* _PROBLEM TO SOLVE_
Reproduce the full set of records that follow, exactly as shown.

╭─ MATERIALS PROVIDED

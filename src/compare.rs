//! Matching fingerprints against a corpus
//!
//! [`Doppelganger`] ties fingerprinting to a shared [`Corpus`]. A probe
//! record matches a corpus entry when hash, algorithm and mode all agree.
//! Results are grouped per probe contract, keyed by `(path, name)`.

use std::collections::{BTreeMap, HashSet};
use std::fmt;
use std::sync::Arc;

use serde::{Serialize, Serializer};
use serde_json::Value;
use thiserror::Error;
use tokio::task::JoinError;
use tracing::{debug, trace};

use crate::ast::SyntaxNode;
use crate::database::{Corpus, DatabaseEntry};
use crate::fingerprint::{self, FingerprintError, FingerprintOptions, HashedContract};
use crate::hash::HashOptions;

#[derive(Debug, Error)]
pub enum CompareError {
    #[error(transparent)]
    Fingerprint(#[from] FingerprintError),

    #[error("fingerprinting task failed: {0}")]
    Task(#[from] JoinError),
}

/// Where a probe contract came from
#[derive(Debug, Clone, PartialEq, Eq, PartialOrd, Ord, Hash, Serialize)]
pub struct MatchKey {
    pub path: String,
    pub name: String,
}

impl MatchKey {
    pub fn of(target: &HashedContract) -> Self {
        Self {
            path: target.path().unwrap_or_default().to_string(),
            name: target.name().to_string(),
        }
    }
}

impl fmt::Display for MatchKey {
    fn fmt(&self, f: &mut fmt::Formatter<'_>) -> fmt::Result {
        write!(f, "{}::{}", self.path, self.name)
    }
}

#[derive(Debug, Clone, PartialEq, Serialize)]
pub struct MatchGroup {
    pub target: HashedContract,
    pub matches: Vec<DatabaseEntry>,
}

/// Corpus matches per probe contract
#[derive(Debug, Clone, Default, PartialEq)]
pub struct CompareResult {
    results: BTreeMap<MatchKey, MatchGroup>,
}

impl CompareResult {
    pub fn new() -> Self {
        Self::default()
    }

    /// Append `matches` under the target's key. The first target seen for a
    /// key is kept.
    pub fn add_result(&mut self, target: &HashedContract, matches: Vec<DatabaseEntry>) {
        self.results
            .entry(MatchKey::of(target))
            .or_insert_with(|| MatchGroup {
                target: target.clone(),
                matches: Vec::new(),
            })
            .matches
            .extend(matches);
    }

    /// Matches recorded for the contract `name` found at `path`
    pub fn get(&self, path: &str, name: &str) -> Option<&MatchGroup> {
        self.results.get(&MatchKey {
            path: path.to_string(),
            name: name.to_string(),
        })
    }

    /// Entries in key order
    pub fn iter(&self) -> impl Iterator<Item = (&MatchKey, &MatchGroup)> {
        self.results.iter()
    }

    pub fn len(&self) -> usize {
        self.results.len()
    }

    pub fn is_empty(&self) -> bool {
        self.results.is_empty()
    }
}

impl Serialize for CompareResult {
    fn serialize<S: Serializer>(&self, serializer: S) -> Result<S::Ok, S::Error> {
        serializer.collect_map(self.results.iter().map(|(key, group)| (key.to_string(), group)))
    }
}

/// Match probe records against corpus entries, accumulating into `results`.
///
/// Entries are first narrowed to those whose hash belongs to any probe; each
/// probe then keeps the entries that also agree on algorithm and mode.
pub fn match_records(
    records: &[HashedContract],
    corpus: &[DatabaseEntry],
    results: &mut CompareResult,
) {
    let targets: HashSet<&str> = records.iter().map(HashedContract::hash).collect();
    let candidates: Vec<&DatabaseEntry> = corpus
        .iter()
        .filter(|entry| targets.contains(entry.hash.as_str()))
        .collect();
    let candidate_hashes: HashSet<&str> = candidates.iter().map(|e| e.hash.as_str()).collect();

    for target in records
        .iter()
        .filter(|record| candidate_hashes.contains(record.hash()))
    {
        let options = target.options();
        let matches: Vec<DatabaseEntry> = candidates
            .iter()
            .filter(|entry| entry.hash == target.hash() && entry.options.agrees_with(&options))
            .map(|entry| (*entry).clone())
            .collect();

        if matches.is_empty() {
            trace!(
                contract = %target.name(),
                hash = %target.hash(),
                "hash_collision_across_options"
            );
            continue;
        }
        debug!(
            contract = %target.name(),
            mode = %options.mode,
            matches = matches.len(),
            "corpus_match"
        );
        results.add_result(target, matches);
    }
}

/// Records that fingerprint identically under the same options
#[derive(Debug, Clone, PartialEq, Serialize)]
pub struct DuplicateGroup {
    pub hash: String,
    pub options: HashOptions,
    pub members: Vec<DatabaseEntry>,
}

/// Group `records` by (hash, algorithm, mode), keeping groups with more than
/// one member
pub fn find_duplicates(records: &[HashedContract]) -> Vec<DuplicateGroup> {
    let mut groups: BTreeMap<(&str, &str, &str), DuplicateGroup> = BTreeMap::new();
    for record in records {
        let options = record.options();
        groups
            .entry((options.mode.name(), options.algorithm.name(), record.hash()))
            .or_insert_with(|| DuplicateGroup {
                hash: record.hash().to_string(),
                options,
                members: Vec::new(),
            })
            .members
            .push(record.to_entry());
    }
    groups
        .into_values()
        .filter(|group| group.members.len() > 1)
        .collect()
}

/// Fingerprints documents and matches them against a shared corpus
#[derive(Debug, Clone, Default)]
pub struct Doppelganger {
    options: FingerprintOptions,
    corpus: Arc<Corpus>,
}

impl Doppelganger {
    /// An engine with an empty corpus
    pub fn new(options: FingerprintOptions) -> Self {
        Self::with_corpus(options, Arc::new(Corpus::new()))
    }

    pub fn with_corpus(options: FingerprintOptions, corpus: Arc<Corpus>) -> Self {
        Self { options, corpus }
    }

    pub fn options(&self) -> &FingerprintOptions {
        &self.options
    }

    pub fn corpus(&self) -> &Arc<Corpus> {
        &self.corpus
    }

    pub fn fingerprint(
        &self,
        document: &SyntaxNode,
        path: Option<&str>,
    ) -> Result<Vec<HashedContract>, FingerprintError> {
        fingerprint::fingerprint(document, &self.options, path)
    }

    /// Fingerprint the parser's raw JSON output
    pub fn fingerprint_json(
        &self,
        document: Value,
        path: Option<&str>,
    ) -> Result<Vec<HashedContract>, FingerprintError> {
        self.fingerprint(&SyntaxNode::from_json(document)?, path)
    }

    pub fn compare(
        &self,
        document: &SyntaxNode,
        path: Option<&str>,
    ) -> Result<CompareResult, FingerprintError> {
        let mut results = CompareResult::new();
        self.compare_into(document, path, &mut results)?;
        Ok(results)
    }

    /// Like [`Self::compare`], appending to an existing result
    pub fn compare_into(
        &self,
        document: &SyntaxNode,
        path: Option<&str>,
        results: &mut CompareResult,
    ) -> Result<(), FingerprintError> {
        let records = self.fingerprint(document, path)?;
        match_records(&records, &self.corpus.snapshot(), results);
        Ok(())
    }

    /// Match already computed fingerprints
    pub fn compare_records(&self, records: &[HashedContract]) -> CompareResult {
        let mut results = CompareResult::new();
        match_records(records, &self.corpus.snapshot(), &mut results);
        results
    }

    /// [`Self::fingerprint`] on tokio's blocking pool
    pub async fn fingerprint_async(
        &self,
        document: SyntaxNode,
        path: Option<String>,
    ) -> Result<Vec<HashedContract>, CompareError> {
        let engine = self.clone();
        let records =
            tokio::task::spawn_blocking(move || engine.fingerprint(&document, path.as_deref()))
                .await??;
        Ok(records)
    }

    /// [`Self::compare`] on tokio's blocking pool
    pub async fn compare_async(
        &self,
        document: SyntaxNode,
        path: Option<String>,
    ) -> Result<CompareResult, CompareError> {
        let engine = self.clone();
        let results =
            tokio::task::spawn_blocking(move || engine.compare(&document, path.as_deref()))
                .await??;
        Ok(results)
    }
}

╰─

* _SOLUTION FOR THIS EXERCISE_
filename src/compare.rs
//! Matching fingerprints against a corpus
//!
//! [`Doppelganger`] ties fingerprinting to a shared [`Corpus`]. A probe
//! record matches a corpus entry when hash, algorithm and mode all agree.
//! Results are grouped per probe contract, keyed by `(path, name)`.

use std::collections::{BTreeMap, HashSet};
use std::fmt;
use std::sync::Arc;

use serde::{Serialize, Serializer};
use serde_json::Value;
use thiserror::Error;
use tokio::task::JoinError;
use tracing::{debug, trace};

use crate::ast::SyntaxNode;
use crate::database::{Corpus, DatabaseEntry};
use crate::fingerprint::{self, FingerprintError, FingerprintOptions, HashedContract};
use crate::hash::HashOptions;

#[derive(Debug, Error)]
pub enum CompareError {
    #[error(transparent)]
    Fingerprint(#[from] FingerprintError),

    #[error("fingerprinting task failed: {0}")]
    Task(#[from] JoinError),
}

/// Where a probe contract came from
#[derive(Debug, Clone, PartialEq, Eq, PartialOrd, Ord, Hash, Serialize)]
pub struct MatchKey {
    pub path: String,
    pub name: String,
}

impl MatchKey {
    pub fn of(target: &HashedContract) -> Self {
        Self {
            path: target.path().unwrap_or_default().to_string(),
            name: target.name().to_string(),
        }
    }
}

impl fmt::Display for MatchKey {
    fn fmt(&self, f: &mut fmt::Formatter<'_>) -> fmt::Result {
        write!(f, "{}::{}", self.path, self.name)
    }
}

#[derive(Debug, Clone, PartialEq, Serialize)]
pub struct MatchGroup {
    pub target: HashedContract,
    pub matches: Vec<DatabaseEntry>,
}

/// Corpus matches per probe contract
#[derive(Debug, Clone, Default, PartialEq)]
pub struct CompareResult {
    results: BTreeMap<MatchKey, MatchGroup>,
}

impl CompareResult {
    pub fn new() -> Self {
        Self::default()
    }

    /// Append `matches` under the target's key. The first target seen for a
    /// key is kept.
    pub fn add_result(&mut self, target: &HashedContract, matches: Vec<DatabaseEntry>) {
        self.results
            .entry(MatchKey::of(target))
            .or_insert_with(|| MatchGroup {
                target: target.clone(),
                matches: Vec::new(),
            })
            .matches
            .extend(matches);
    }

    /// Matches recorded for the contract `name` found at `path`
    pub fn get(&self, path: &str, name: &str) -> Option<&MatchGroup> {
        self.results.get(&MatchKey {
            path: path.to_string(),
            name: name.to_string(),
        })
    }

    /// Entries in key order
    pub fn iter(&self) -> impl Iterator<Item = (&MatchKey, &MatchGroup)> {
        self.results.iter()
    }

    pub fn len(&self) -> usize {
        self.results.len()
    }

    pub fn is_empty(&self) -> bool {
        self.results.is_empty()
    }
}

impl Serialize for CompareResult {
    fn serialize<S: Serializer>(&self, serializer: S) -> Result<S::Ok, S::Error> {
        serializer.collect_map(self.results.iter().map(|(key, group)| (key.to_string(), group)))
    }
}

/// Match probe records against corpus entries, accumulating into `results`.
///
/// Entries are first narrowed to those whose hash belongs to any probe; each
/// probe then keeps the entries that also agree on algorithm and mode.
pub fn match_records(
    records: &[HashedContract],
    corpus: &[DatabaseEntry],
    results: &mut CompareResult,
) {
    let targets: HashSet<&str> = records.iter().map(HashedContract::hash).collect();
    let candidates: Vec<&DatabaseEntry> = corpus
        .iter()
        .filter(|entry| targets.contains(entry.hash.as_str()))
        .collect();
    let candidate_hashes: HashSet<&str> = candidates.iter().map(|e| e.hash.as_str()).collect();

    for target in records
        .iter()
        .filter(|record| candidate_hashes.contains(record.hash()))
    {
        let options = target.options();
        let matches: Vec<DatabaseEntry> = candidates
            .iter()
            .filter(|entry| entry.hash == target.hash() && entry.options.agrees_with(&options))
            .map(|entry| (*entry).clone())
            .collect();

        if matches.is_empty() {
            trace!(
                contract = %target.name(),
                hash = %target.hash(),
                "hash_collision_across_options"
            );
            continue;
        }
        debug!(
            contract = %target.name(),
            mode = %options.mode,
            matches = matches.len(),
            "corpus_match"
        );
        results.add_result(target, matches);
    }
}

/// Records that fingerprint identically under the same options
#[derive(Debug, Clone, PartialEq, Serialize)]
pub struct DuplicateGroup {
    pub hash: String,
    pub options: HashOptions,
    pub members: Vec<DatabaseEntry>,
}

/// Group `records` by (hash, algorithm, mode), keeping groups with more than
/// one member
pub fn find_duplicates(records: &[HashedContract]) -> Vec<DuplicateGroup> {
    let mut groups: BTreeMap<(&str, &str, &str), DuplicateGroup> = BTreeMap::new();
    for record in records {
        let options = record.options();
        groups
            .entry((options.mode.name(), options.algorithm.name(), record.hash()))
            .or_insert_with(|| DuplicateGroup {
                hash: record.hash().to_string(),
                options,
                members: Vec::new(),
            })
            .members
            .push(record.to_entry());
    }
    groups
        .into_values()
        .filter(|group| group.members.len() > 1)
        .collect()
}

/// Fingerprints documents and matches them against a shared corpus
#[derive(Debug, Clone, Default)]
pub struct Doppelganger {
    options: FingerprintOptions,
    corpus: Arc<Corpus>,
}

impl Doppelganger {
    /// An engine with an empty corpus
    pub fn new(options: FingerprintOptions) -> Self {
        Self::with_corpus(options, Arc::new(Corpus::new()))
    }

    pub fn with_corpus(options: FingerprintOptions, corpus: Arc<Corpus>) -> Self {
        Self { options, corpus }
    }

    pub fn options(&self) -> &FingerprintOptions {
        &self.options
    }

    pub fn corpus(&self) -> &Arc<Corpus> {
        &self.corpus
    }

    pub fn fingerprint(
        &self,
        document: &SyntaxNode,
        path: Option<&str>,
    ) -> Result<Vec<HashedContract>, FingerprintError> {
        fingerprint::fingerprint(document, &self.options, path)
    }

    /// Fingerprint the parser's raw JSON output
    pub fn fingerprint_json(
        &self,
        document: Value,
        path: Option<&str>,
    ) -> Result<Vec<HashedContract>, FingerprintError> {
        self.fingerprint(&SyntaxNode::from_json(document)?, path)
    }

    pub fn compare(
        &self,
        document: &SyntaxNode,
        path: Option<&str>,
    ) -> Result<CompareResult, FingerprintError> {
        let mut results = CompareResult::new();
        self.compare_into(document, path, &mut results)?;
        Ok(results)
    }

    /// Like [`Self::compare`], appending to an existing result
    pub fn compare_into(
        &self,
        document: &SyntaxNode,
        path: Option<&str>,
        results: &mut CompareResult,
    ) -> Result<(), FingerprintError> {
        let records = self.fingerprint(document, path)?;
        match_records(&records, &self.corpus.snapshot(), results);
        Ok(())
    }

    /// Match already computed fingerprints
    pub fn compare_records(&self, records: &[HashedContract]) -> CompareResult {
        let mut results = CompareResult::new();
        match_records(records, &self.corpus.snapshot(), &mut results);
        results
    }

    /// [`Self::fingerprint`] on tokio's blocking pool
    pub async fn fingerprint_async(
        &self,
        document: SyntaxNode,
        path: Option<String>,
    ) -> Result<Vec<HashedContract>, CompareError> {
        let engine = self.clone();
        let records =
            tokio::task::spawn_blocking(move || engine.fingerprint(&document, path.as_deref()))
                .await??;
        Ok(records)
    }

    /// [`Self::compare`] on tokio's blocking pool
    pub async fn compare_async(
        &self,
        document: SyntaxNode,
        path: Option<String>,
    ) -> Result<CompareResult, CompareError> {
        let engine = self.clone();
        let results =
            tokio::task::spawn_blocking(move || engine.compare(&document, path.as_deref()))
                .await??;
        Ok(results)
    }
}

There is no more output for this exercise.